(Supplied records)

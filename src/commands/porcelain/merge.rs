use crate::areas::repository::Repository;
use crate::artifacts::branch::branch_name::BranchName;
use crate::artifacts::merge::bca_finder::BCAFinder;
use crate::artifacts::merge::merge_plan::MergePlan;
use crate::artifacts::objects::commit::{Author, Commit, load_timestamp_from_env};
use crate::artifacts::objects::object_id::ObjectId;
use crate::errors::{Entity, Error, Result};
use std::io::Write;
use tracing::info;

/// How a merge resolved
#[derive(Debug, Clone, PartialEq, Eq)]
pub enum MergeOutcome {
    /// The target is the checked-out branch
    NoOp,
    /// The target tip is already part of the current history
    AlreadyUpToDate,
    /// The current branch moved forward to the target tip
    FastForward(ObjectId),
    /// A merge commit with both tips as parents was created
    Merged(ObjectId),
}

impl Repository {
    /// Merge another branch into the current one
    ///
    /// Fails with `NotFound` when the target has no commit and with `Conflict`
    /// when both sides changed a path differently; neither case changes any
    /// ref or object.
    pub async fn merge(&mut self, target: &str, message: Option<&str>) -> Result<MergeOutcome> {
        let target_branch = BranchName::try_parse(target.to_string())?;
        let (current_branch, head_oid) = self.refs().current_branch()?;

        let merge_oid = self
            .refs()
            .branch_hash(&target_branch)?
            .ok_or_else(|| Error::not_found(Entity::Branch, &target_branch))?;

        // merges never run alongside staging or committing
        let index = self.index();
        let _index = index.lock().await;

        if target_branch == current_branch {
            writeln!(self.writer(), "Already on '{}'; nothing to merge", target_branch)?;
            return Ok(MergeOutcome::NoOp);
        }

        let Some(head_oid) = head_oid else {
            return self.fast_forward(&merge_oid);
        };

        let database = self.database();
        let base_oid = BCAFinder::new(database).find_best_common_ancestor(&head_oid, &merge_oid)?;

        if base_oid.as_ref() == Some(&merge_oid) {
            writeln!(self.writer(), "Already up to date.")?;
            return Ok(MergeOutcome::AlreadyUpToDate);
        }
        if base_oid.as_ref() == Some(&head_oid) {
            return self.fast_forward(&merge_oid);
        }

        let plan = MergePlan::build(database, &head_oid, &merge_oid, base_oid)?;
        let conflicts = plan.conflicts();
        if !conflicts.is_empty() {
            return Err(Error::Conflict(conflicts));
        }

        let message = match message {
            Some(message) => message.to_string(),
            None => format!("Merge branch '{}' into {}", target_branch, current_branch),
        };
        let commit = Commit::new(
            vec![head_oid, merge_oid],
            Author::load(self.config().author.as_deref())?,
            load_timestamp_from_env(),
            plan.merged_files(),
            message,
        );
        let commit_id = self.database().store(&commit)?;
        self.refs().update_head(&commit_id)?;

        info!(
            base = ?plan.base(),
            files = commit.files().len(),
            oid = %commit_id,
            "created merge commit"
        );
        writeln!(
            self.writer(),
            "Merge made by the union strategy: [{}] {}",
            commit_id.to_short_oid(),
            commit.short_message()
        )?;

        Ok(MergeOutcome::Merged(commit_id))
    }

    fn fast_forward(&self, merge_oid: &ObjectId) -> Result<MergeOutcome> {
        let (_, head_oid) = self.refs().current_branch()?;

        self.refs().update_head(merge_oid)?;

        match head_oid {
            Some(head_oid) => writeln!(
                self.writer(),
                "Updating {}..{}\nFast-forward",
                head_oid.to_short_oid(),
                merge_oid.to_short_oid()
            )?,
            None => writeln!(self.writer(), "Fast-forward to {}", merge_oid.to_short_oid())?,
        }

        Ok(MergeOutcome::FastForward(merge_oid.clone()))
    }
}
//! References (HEAD and branches)
//!
//! References are human-readable names pointing to commits.
//!
//! ## Reference Types
//!
//! - HEAD: symbolic reference naming the checked-out branch, followed by a
//!   cached copy of that branch's commit hash
//! - Branches: refs/heads/* holding a single commit hash
//!
//! ## File Format
//!
//! ```text
//! HEAD:               ref: refs/heads/<branch>
//!                     <commit-hash>            (absent before the first commit)
//! refs/heads/<name>:  <commit-hash>
//! ```
//!
//! The branch file is authoritative; the hash cached in HEAD is rewritten
//! every time the branch moves or HEAD switches.

use crate::artifacts::branch::branch_name::BranchName;
use crate::artifacts::core::atomic_file;
use crate::artifacts::objects::object_id::ObjectId;
use crate::errors::{Entity, Error, Result};
use derive_new::new;
use std::path::Path;
use tracing::{info, warn};
use walkdir::WalkDir;

/// Regex pattern for parsing symbolic references
const SYMREF_REGEX: &str = r"^ref: (.+)$";

/// Name of the HEAD reference
pub const HEAD_REF_NAME: &str = "HEAD";

/// Parsed contents of the HEAD file
#[derive(Debug, Clone, PartialEq, Eq)]
pub struct HeadState {
    /// Branch HEAD symbolically points at
    pub branch: BranchName,
    /// Commit hash cached on HEAD's second line
    pub cached_oid: Option<ObjectId>,
}

impl HeadState {
    fn parse(content: &str) -> Result<Self> {
        let mut lines = content.lines().map(str::trim).filter(|line| !line.is_empty());

        let symref = lines
            .next()
            .ok_or_else(|| Error::malformed(HEAD_REF_NAME, "file is empty"))?;
        let Some(captures) = regex::Regex::new(SYMREF_REGEX)
            .map_err(|e| Error::malformed("symbolic ref regex", e))?
            .captures(symref)
        else {
            // a bare commit hash means HEAD was detached by another tool
            if ObjectId::try_parse(symref.to_string()).is_ok() {
                return Err(Error::DetachedHead);
            }
            return Err(Error::malformed(
                HEAD_REF_NAME,
                format!("expected 'ref: <path>', got '{symref}'"),
            ));
        };
        let branch = BranchName::try_parse_ref_path(&captures[1])?;

        let cached_oid = lines
            .next()
            .map(|oid| ObjectId::try_parse(oid.to_string()))
            .transpose()?;

        Ok(HeadState { branch, cached_oid })
    }

    fn render(&self) -> String {
        match &self.cached_oid {
            Some(oid) => format!("ref: {}\n{}\n", self.branch.to_ref_path(), oid),
            None => format!("ref: {}\n", self.branch.to_ref_path()),
        }
    }
}

/// References manager
///
/// Reads and writes HEAD and branch refs. Every write replaces the file
/// atomically.
#[derive(Debug, new)]
pub struct Refs {
    /// Path to the repository directory (typically `.twig`)
    path: Box<Path>,
}

impl Refs {
    pub fn head_path(&self) -> Box<Path> {
        self.path.join(HEAD_REF_NAME).into_boxed_path()
    }

    pub fn refs_path(&self) -> Box<Path> {
        self.path.join("refs").into_boxed_path()
    }

    pub fn heads_path(&self) -> Box<Path> {
        self.refs_path().join("heads").into_boxed_path()
    }

    fn branch_path(&self, name: &BranchName) -> Box<Path> {
        self.heads_path().join(name.as_ref()).into_boxed_path()
    }

    /// Read and parse the HEAD file
    ///
    /// Fails with `NotFound` when HEAD is missing and `MalformedRecord` when
    /// it is not a symbolic ref.
    pub fn read_head_state(&self) -> Result<HeadState> {
        let content = atomic_file::read_locked(&self.head_path())?
            .ok_or_else(|| Error::not_found(Entity::Head, HEAD_REF_NAME))?;

        HeadState::parse(&String::from_utf8_lossy(&content))
    }

    /// The checked-out branch and the commit it points to
    ///
    /// The commit is `None` while the branch has no commits.
    pub fn current_branch(&self) -> Result<(BranchName, Option<ObjectId>)> {
        let head = self.read_head_state()?;
        let oid = self.branch_hash(&head.branch)?;

        if oid != head.cached_oid {
            warn!(
                branch = %head.branch,
                cached = ?head.cached_oid,
                actual = ?oid,
                "HEAD cache disagrees with branch ref"
            );
        }

        Ok((head.branch, oid))
    }

    /// The commit HEAD resolves to, if any
    pub fn current_commit(&self) -> Result<Option<ObjectId>> {
        Ok(self.current_branch()?.1)
    }

    /// The commit a branch points to
    ///
    /// `None` when the branch does not exist or has no commit yet.
    pub fn branch_hash(&self, name: &BranchName) -> Result<Option<ObjectId>> {
        let branch_path = self.branch_path(name);
        // a directory here holds branches nested under this name
        if !branch_path.is_file() {
            return Ok(None);
        }

        let Some(content) = atomic_file::read_locked(&branch_path)? else {
            return Ok(None);
        };
        let content = String::from_utf8_lossy(&content);
        let content = content.trim();

        if content.is_empty() {
            return Ok(None);
        }

        ObjectId::try_parse(content.to_string())
            .map(Some)
            .map_err(|e| Error::malformed(format!("branch '{name}'"), e))
    }

    pub fn branch_exists(&self, name: &BranchName) -> bool {
        self.branch_path(name).is_file()
    }

    /// Create a branch pointing at the current commit
    pub fn create_branch(&self, name: &BranchName) -> Result<ObjectId> {
        if let Some(existing) = self.colliding_ref(name) {
            return Err(Error::already_exists(Entity::Branch, existing));
        }

        let oid = self.current_commit()?.ok_or(Error::NoCommits)?;
        self.write_branch(name, &oid)?;

        info!(branch = %name, oid = %oid, "created branch");

        Ok(oid)
    }

    /// The existing ref path that would block creating `name`
    ///
    /// Either the branch itself, a branch nested under it (`name/...`), or a
    /// branch whose name is a prefix directory of it.
    fn colliding_ref(&self, name: &BranchName) -> Option<String> {
        let heads_path = self.heads_path();
        let branch_path = self.branch_path(name);

        if branch_path.exists() {
            return Some(name.to_string());
        }

        branch_path
            .ancestors()
            .skip(1)
            .take_while(|ancestor| *ancestor != &*heads_path)
            .find(|ancestor| ancestor.is_file())
            .and_then(|ancestor| ancestor.strip_prefix(&heads_path).ok())
            .map(|relative| {
                relative
                    .components()
                    .map(|component| component.as_os_str().to_string_lossy())
                    .collect::<Vec<_>>()
                    .join("/")
            })
    }

    /// Point HEAD at an existing branch
    pub fn switch_branch(&self, name: &BranchName) -> Result<ObjectId> {
        let oid = self
            .branch_hash(name)?
            .ok_or_else(|| Error::not_found(Entity::Branch, name))?;

        self.write_head(&HeadState {
            branch: name.clone(),
            cached_oid: Some(oid.clone()),
        })?;

        info!(branch = %name, oid = %oid, "switched branch");

        Ok(oid)
    }

    /// Move the checked-out branch to a new commit and refresh HEAD
    ///
    /// When HEAD cannot be rewritten the branch ref is restored, so either
    /// both files move or neither does.
    pub fn update_head(&self, oid: &ObjectId) -> Result<()> {
        let head = self.read_head_state()?;
        let previous = self.branch_hash(&head.branch)?;

        self.write_branch(&head.branch, oid)?;

        let head_written = self.write_head(&HeadState {
            branch: head.branch.clone(),
            cached_oid: Some(oid.clone()),
        });

        if let Err(e) = head_written {
            let restored = match &previous {
                Some(previous) => self.write_branch(&head.branch, previous),
                None => std::fs::remove_file(self.branch_path(&head.branch)).map_err(Error::from),
            };
            if let Err(restore_error) = restored {
                warn!(branch = %head.branch, error = %restore_error, "unable to restore branch ref");
            }
            return Err(e);
        }

        info!(branch = %head.branch, oid = %oid, "moved branch");

        Ok(())
    }

    /// Point HEAD symbolically at a branch, refreshing the cached hash
    pub fn set_head(&self, name: &BranchName) -> Result<()> {
        let cached_oid = self.branch_hash(name)?;

        self.write_head(&HeadState {
            branch: name.clone(),
            cached_oid,
        })
    }

    /// All branch names, sorted
    pub fn list_branches(&self) -> Result<Vec<BranchName>> {
        let heads_path = self.heads_path();

        let mut branches = WalkDir::new(&heads_path)
            .into_iter()
            .filter_map(|entry| entry.ok())
            .filter(|entry| entry.path().is_file())
            .filter_map(|entry| {
                let relative_path = entry.path().strip_prefix(&heads_path).ok()?;
                let name = relative_path
                    .components()
                    .map(|component| component.as_os_str().to_string_lossy())
                    .collect::<Vec<_>>()
                    .join("/");
                BranchName::try_parse(name).ok()
            })
            .collect::<Vec<_>>();
        branches.sort();

        Ok(branches)
    }

    fn write_branch(&self, name: &BranchName, oid: &ObjectId) -> Result<()> {
        atomic_file::write_atomically(&self.branch_path(name), format!("{oid}\n").as_bytes())
    }

    fn write_head(&self, head: &HeadState) -> Result<()> {
        atomic_file::write_atomically(&self.head_path(), head.render().as_bytes())
    }
}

(End Supplied records)

◆ What you are asked to do: All lines that contain the word "checked" must be copied from the records above.

◆ The answer:
    /// The target is the checked-out branch
//! - HEAD: symbolic reference naming the checked-out branch, followed by a
    /// The checked-out branch and the commit it points to
    /// Move the checked-out branch to a new commit and refresh HEAD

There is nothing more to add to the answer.